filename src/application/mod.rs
//! Application layer: services and use cases
//!
//! This layer orchestrates domain logic and depends on I/O boundary traits.

pub mod error;
pub mod services;

pub use error::{ApplicationError, ApplicationResult};
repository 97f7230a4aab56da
//! Shared helpers

pub mod testing;
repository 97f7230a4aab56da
//! Domain-level errors (no external dependencies)

use std::path::PathBuf;
use thiserror::Error;

/// Domain errors are raised while planning, before anything is executed.
#[derive(Error, Debug)]
pub enum DomainError {
    #[error("<cygport-file> is '.' but no candidate found: no *.{suffix} file in {}", .dir.display())]
    NoCandidate { dir: PathBuf, suffix: String },

    #[error(
        "<cygport-file> is '.' but candidate not unique: {} in {}",
        .candidates.join(", "),
        .dir.display()
    )]
    NotUnique {
        dir: PathBuf,
        candidates: Vec<String>,
    },

    #[error("'.' may be given only once, found {count} occurrences")]
    SentinelRepeated { count: usize },

    #[error("cygport file '{0}' not found in the argument list")]
    PackageFileNotInArguments(String),
}

impl DomainError {
    /// True for the errors that stop `.` from resolving to a single file.
    pub fn is_resolution(&self) -> bool {
        matches!(
            self,
            DomainError::NoCandidate { .. }
                | DomainError::NotUnique { .. }
                | DomainError::SentinelRepeated { .. }
        )
    }
}
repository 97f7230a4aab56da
use std::env;
use std::sync::Once;
use tracing::{debug, info};
use tracing_subscriber::{fmt, prelude::*, EnvFilter};

static TEST_SETUP: Once = Once::new();

/// Install a global tracing subscriber for tests, once per process.
pub fn init_test_setup() {
    TEST_SETUP.call_once(|| {
        setup_test_logging();
        info!("Test Setup complete");
    });
}

fn setup_test_logging() {
    debug!("INIT: Attempting logger init from testing.rs");
    let env_filter = match env::var("RUST_LOG") {
        Ok(directives) => EnvFilter::new(directives),
        Err(_) => EnvFilter::new("debug"),
    };

    let subscriber = tracing_subscriber::registry().with(
        fmt::layer()
            .with_test_writer()
            .with_target(true)
            .with_thread_names(false)
            .with_filter(env_filter),
    );

    // Only set if we haven't already set a global subscriber
    if tracing::dispatcher::has_been_set() {
        debug!("Tracing subscriber already set");
    } else {
        subscriber.try_init().unwrap_or_else(|e| {
            eprintln!("Error: Failed to set up logging: {}", e);
        });
    }
}

#[cfg(test)]
mod tests {
    use super::*;

    #[test]
    fn test_init_test_setup() {
        init_test_setup();
        init_test_setup();
    }
}
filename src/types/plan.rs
//! Imported well-plan types

use serde::{Deserialize, Serialize};

use super::SurveyStation;

/// One row of an imported plan, as written in the source file.
#[derive(Debug, Clone, Copy, PartialEq, Serialize, Deserialize)]
pub struct RawStation {
    pub md_m: f64,
    pub inc_deg: f64,
    pub azi_deg: f64,
    pub tvd_m: f64,
    pub ns_m: f64,
    pub ew_m: f64,
    /// Vertical section, when the source carries that column
    #[serde(default, skip_serializing_if = "Option::is_none")]
    pub vs_m: Option<f64>,
}

/// File-level metadata found alongside the rows
#[derive(Debug, Clone, Default, PartialEq, Serialize, Deserialize)]
pub struct PlanMetadata {
    /// File name or caller-supplied label
    pub source_name: String,
    /// Vertical-section reference azimuth declared in the file (degrees)
    #[serde(default, skip_serializing_if = "Option::is_none")]
    pub vs_azimuth_deg: Option<f64>,
}

/// Result of a plan import: rows sorted ascending by MD
#[derive(Debug, Clone, Default, PartialEq, Serialize, Deserialize)]
pub struct ParsedPlan {
    pub metadata: PlanMetadata,
    pub rows: Vec<RawStation>,
    /// Data lines dropped for unparsable required fields
    #[serde(default)]
    pub skipped_rows: usize,
}

impl ParsedPlan {
    /// Stations carrying only md/inc/azi, ready for recalculation.
    pub fn to_stations(&self) -> Vec<SurveyStation> {
        self.rows
            .iter()
            .map(|r| SurveyStation::new(r.md_m, r.inc_deg, r.azi_deg))
            .collect()
    }

    pub fn len(&self) -> usize {
        self.rows.len()
    }

    pub fn is_empty(&self) -> bool {
        self.rows.is_empty()
    }
}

━━━━

▸ **Exercise goal**
Everything from the line with "ascending by MD" down to the last line of the data above should be returned exactly, with both ends kept and nothing added.

▸ **Task answer**
/// Result of a plan import: rows sorted ascending by MD
#[derive(Debug, Clone, Default, PartialEq, Serialize, Deserialize)]
pub struct ParsedPlan {
    pub metadata: PlanMetadata,
    pub rows: Vec<RawStation>,
    /// Data lines dropped for unparsable required fields
    #[serde(default)]
    pub skipped_rows: usize,
}

impl ParsedPlan {
    /// Stations carrying only md/inc/azi, ready for recalculation.
    pub fn to_stations(&self) -> Vec<SurveyStation> {
        self.rows
            .iter()
            .map(|r| SurveyStation::new(r.md_m, r.inc_deg, r.azi_deg))
            .collect()
    }

    pub fn len(&self) -> usize {
        self.rows.len()
    }

    pub fn is_empty(&self) -> bool {
        self.rows.is_empty()
    }
}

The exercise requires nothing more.